Within the entries below, find the portion that opens with the line containing "let mut response" and closes with the line containing "ServerConfig, state: Arc<WebhookState>)". Retype that portion exactly and only.

● Stored data:

※ ※ ※

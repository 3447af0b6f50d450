//! Capacity compensation admission webhook
//!
//! Steers new Deployment replicas towards on-demand or spot nodes so that a
//! configured number of replicas stays on guaranteed capacity.

pub mod affinity;
pub mod capacity;
pub mod cluster;
pub mod compensator;
pub mod config;
pub mod coordinator;
pub mod error;
pub mod patch;
pub mod policy;
pub mod server;
pub mod strategy;

pub use compensator::{Compensator, PodAdmission, Verdict};
pub use config::CompensationConfig;
pub use error::{Error, Result};
//! Admission webhook server
//!
//! Decodes AdmissionReviews, hands the pod to the [`Compensator`] and encodes
//! its verdict back into an AdmissionReview.

use std::net::SocketAddr;
use std::path::PathBuf;
use std::sync::Arc;
use std::time::Duration;

use axum::{
    extract::{Query, State},
    routing::{get, post},
    Json, Router,
};
use axum_server::tls_rustls::RustlsConfig;
use kube::{
    api::DynamicObject,
    core::admission::{AdmissionRequest, AdmissionResponse, AdmissionReview},
};
use serde::Deserialize;
use tokio_util::sync::CancellationToken;
use tracing::{debug, error, info, warn};

use crate::compensator::{Compensator, PodAdmission, Verdict};
use crate::error::Error;

/// Shared state for webhook handlers
#[derive(Clone)]
pub struct WebhookState {
    pub compensator: Arc<Compensator>,
}

impl WebhookState {
    pub fn new(compensator: Compensator) -> Self {
        Self {
            compensator: Arc::new(compensator),
        }
    }
}

/// Server configuration
#[derive(Debug, Clone)]
pub struct ServerConfig {
    /// Address to bind the server
    pub addr: SocketAddr,
    /// TLS certificate PEM file
    pub cert_path: PathBuf,
    /// TLS private key PEM file
    pub key_path: PathBuf,
}

/// Query parameters the API server adds to webhook calls.
#[derive(Debug, Default, Deserialize)]
pub struct AdmissionParams {
    /// The caller's timeout as a Go duration, e.g. `10s`.
    pub timeout: Option<String>,
}

impl AdmissionParams {
    fn timeout(&self) -> Option<Duration> {
        let raw = self.timeout.as_deref()?;
        match humantime::parse_duration(raw) {
            Ok(timeout) => Some(timeout),
            Err(e) => {
                debug!(timeout = %raw, error = %e, "ignoring unparsable timeout");
                None
            }
        }
    }
}

/// Routes:
/// - POST /mutate-pod - capacity compensation for Deployment replicas
/// - GET /readyz, /healthz - liveness and readiness
pub fn webhook_router(state: Arc<WebhookState>) -> Router {
    Router::new()
        .route("/mutate-pod", post(mutate_handler))
        .route("/readyz", get(|| async { "ok" }))
        .route("/healthz", get(|| async { "ok" }))
        .with_state(state)
}

/// Handle a mutating admission review for a pod
pub async fn mutate_handler(
    State(state): State<Arc<WebhookState>>,
    Query(params): Query<AdmissionParams>,
    Json(body): Json<AdmissionReview<DynamicObject>>,
) -> Json<AdmissionReview<DynamicObject>> {
    let req: AdmissionRequest<DynamicObject> = match body.try_into() {
        Ok(req) => req,
        Err(e) => {
            error!(error = %e, "Failed to parse admission request");
            return Json(AdmissionResponse::invalid(e.to_string()).into_review());
        }
    };

    let response = review(&state, &req, params.timeout()).await;
    Json(response.into_review())
}

async fn review(
    state: &WebhookState,
    req: &AdmissionRequest<DynamicObject>,
    timeout: Option<Duration>,
) -> AdmissionResponse {
    let object = match req.object.as_ref().map(serde_json::to_value).transpose() {
        Ok(object) => object,
        Err(e) => return errored(req, 400, format!("decode error: {e}")),
    };
    let admission = PodAdmission {
        uid: req.uid.clone(),
        operation: req.operation.clone(),
        namespace: req.namespace.clone(),
        object,
        timeout,
    };

    // Run detached so a dropped connection cannot abandon a held lock, but
    // stop waiting for the lock once the caller is gone.
    let cancel = CancellationToken::new();
    let _abandon = cancel.clone().drop_guard();
    let compensator = state.compensator.clone();
    let task = tokio::spawn(async move { compensator.admit_cancellable(admission, cancel).await });
    let verdict = match task.await {
        Ok(verdict) => verdict,
        Err(e) => {
            error!(uid = %req.uid, error = %e, "compensation task failed");
            return errored(req, 500, format!("compensation task failed: {e}"));
        }
    };

    into_response(req, verdict)
}

fn errored(req: &AdmissionRequest<DynamicObject>, code: u16, message: String) -> AdmissionResponse {
    let mut response = AdmissionResponse::from(req).deny(message);
    response.result.code = code;
    response
}

fn into_response(req: &AdmissionRequest<DynamicObject>, verdict: Verdict) -> AdmissionResponse {
    match verdict {
        Verdict::Allowed(None) => AdmissionResponse::from(req),
        Verdict::Allowed(Some(patch)) => {
            info!(uid = %req.uid, patch_ops = patch.0.len(), "Applying patch to pod");
            match AdmissionResponse::from(req).with_patch(patch) {
                Ok(response) => response,
                Err(e) => {
                    error!(uid = %req.uid, error = %e, "Failed to serialize patch");
                    errored(req, 500, format!("patch serialization error: {e}"))
                }
            }
        }
        Verdict::Errored { code, message } => errored(req, code, message),
    }
}

/// Serve the webhook over TLS until interrupted.
pub async fn serve(config: ServerConfig, state: Arc<WebhookState>) -> Result<(), Error> {
    let tls_config = RustlsConfig::from_pem_file(&config.cert_path, &config.key_path)
        .await
        .map_err(|e| Error::config(format!("TLS config error: {e}")))?;

    let handle = axum_server::Handle::new();
    let shutdown = handle.clone();
    tokio::spawn(async move {
        if tokio::signal::ctrl_c().await.is_ok() {
            warn!("interrupt received, draining webhook server");
            shutdown.graceful_shutdown(Some(Duration::from_secs(10)));
        }
    });

    info!(addr = %config.addr, "Starting webhook server");

    axum_server::bind_rustls(config.addr, tls_config)
        .handle(handle)
        .serve(webhook_router(state).into_make_service())
        .await
        .map_err(|e| Error::internal(format!("server error: {e}")))?;

    Ok(())
}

※ ※ ※

● Output of the exercise:
    let mut response = AdmissionResponse::from(req).deny(message);
    response.result.code = code;
    response
}

fn into_response(req: &AdmissionRequest<DynamicObject>, verdict: Verdict) -> AdmissionResponse {
    match verdict {
        Verdict::Allowed(None) => AdmissionResponse::from(req),
        Verdict::Allowed(Some(patch)) => {
            info!(uid = %req.uid, patch_ops = patch.0.len(), "Applying patch to pod");
            match AdmissionResponse::from(req).with_patch(patch) {
                Ok(response) => response,
                Err(e) => {
                    error!(uid = %req.uid, error = %e, "Failed to serialize patch");
                    errored(req, 500, format!("patch serialization error: {e}"))
                }
            }
        }
        Verdict::Errored { code, message } => errored(req, code, message),
    }
}

/// Serve the webhook over TLS until interrupted.
pub async fn serve(config: ServerConfig, state: Arc<WebhookState>) -> Result<(), Error> {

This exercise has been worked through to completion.